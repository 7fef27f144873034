use crate::{
    api::{attendance, employee, leave_request, payroll},
    auth::{handlers, middleware::auth_middleware},
    config::Config,
};
use actix_governor::{
    Governor, GovernorConfig, GovernorConfigBuilder, PeerIpKeyExtractor,
    governor::middleware::NoOpMiddleware,
};
use actix_web::{middleware::from_fn, web};

pub fn configure(cfg: &mut web::ServiceConfig, config: Config) {
    // Helper to build per-route limiter config
    fn build_limiter(requests_per_min: u32) -> GovernorConfig<PeerIpKeyExtractor, NoOpMiddleware> {
        let per_ms = if requests_per_min == 0 {
            1
        } else {
            60_000 / requests_per_min as u64
        };
        GovernorConfigBuilder::default()
            .per_millisecond(per_ms)
            .burst_size(requests_per_min)
            .key_extractor(PeerIpKeyExtractor)
            .finish()
            .unwrap()
    }

    let login_conf = build_limiter(config.rate_login_per_min);
    let register_conf = build_limiter(config.rate_register_per_min);
    let refresh_conf = build_limiter(config.rate_refresh_per_min);
    let protected_conf = build_limiter(config.rate_protected_per_min);

    // Public routes
    cfg.service(
        web::scope("/auth")
            .service(
                web::resource("/login")
                    .wrap(Governor::new(&login_conf))
                    .route(web::post().to(handlers::login)),
            )
            .service(
                web::resource("/register")
                    .wrap(Governor::new(&register_conf))
                    .route(web::post().to(handlers::register)),
            )
            .service(
                web::resource("/refresh")
                    .wrap(Governor::new(&refresh_conf))
                    .route(web::post().to(handlers::refresh_token)),
            )
            .service(
                web::resource("/logout")
                    .wrap(Governor::new(&login_conf))
                    .route(web::post().to(handlers::logout)),
            ),
    );

    // Protected routes
    cfg.service(
        web::scope(&config.api_prefix)
            .wrap(from_fn(auth_middleware)) // authentication
            .wrap(Governor::new(&protected_conf)) // rate limiting
            .service(handlers::protected)
            .service(
                web::scope("/employee")
                    // /employee/code-available
                    .service(
                        web::resource("/code-available")
                            .route(web::get().to(employee::code_available)),
                    )
                    // /employee
                    .service(
                        web::resource("")
                            .route(web::post().to(employee::create_employee))
                            .route(web::get().to(employee::list_employees)),
                    )
                    // /employee/{id}
                    .service(
                        web::resource("/{id}")
                            .route(web::put().to(employee::update_employee))
                            .route(web::get().to(employee::get_employee))
                            .route(web::delete().to(employee::delete_employee)),
                    ),
            )
            .service(
                web::scope("/leave")
                    // /leave
                    .service(
                        web::resource("")
                            .route(web::get().to(leave_request::leave_list))
                            .route(web::post().to(leave_request::create_leave)),
                    )
                    // /leave/{id}
                    .service(web::resource("/{id}").route(web::get().to(leave_request::get_leave)))
                    // /leave/{id}/approve
                    .service(
                        web::resource("/{id}/approve")
                            .route(web::put().to(leave_request::approve_leave)),
                    )
                    // /leave/{id}/reject
                    .service(
                        web::resource("/{id}/reject")
                            .route(web::put().to(leave_request::reject_leave)),
                    ),
            )
            .service(
                web::scope("/attendance")
                    // /attendance
                    .service(
                        web::resource("")
                            .route(web::post().to(attendance::check_in))
                            .route(web::put().to(attendance::check_out))
                            .route(web::get().to(attendance::attendance_history)),
                    ),
            )
            .service(
                web::scope("/payroll")
                    // /payroll/wage
                    .service(web::resource("/wage").route(web::get().to(payroll::list_wages)))
                    // /payroll/wage/{employee_id}
                    .service(
                        web::resource("/wage/{employee_id}")
                            .route(web::put().to(payroll::upsert_wage))
                            .route(web::get().to(payroll::get_wage)),
                    )
                    // /payroll/breakdown/{employee_id}
                    .service(
                        web::resource("/breakdown/{employee_id}")
                            .route(web::get().to(payroll::get_breakdown)),
                    )
                    // /payroll/run/{employee_id}
                    .service(
                        web::resource("/run/{employee_id}").route(web::get().to(payroll::pay_run)),
                    ),
            ),
    );
}

// LOGIN
//  ├─ access_token (15 min)
//  └─ refresh_token (7 days)

// API REQUEST
//  └─ Authorization: Bearer access_token

// ACCESS EXPIRED
//  └─ POST /refresh with refresh_token
//       └─ returns new access_token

• [Problem requirements]:
Copy every line of the data that holds the string "NoOpMiddleware".

• [Response to the exercise]:
    governor::middleware::NoOpMiddleware,
    fn build_limiter(requests_per_min: u32) -> GovernorConfig<PeerIpKeyExtractor, NoOpMiddleware> {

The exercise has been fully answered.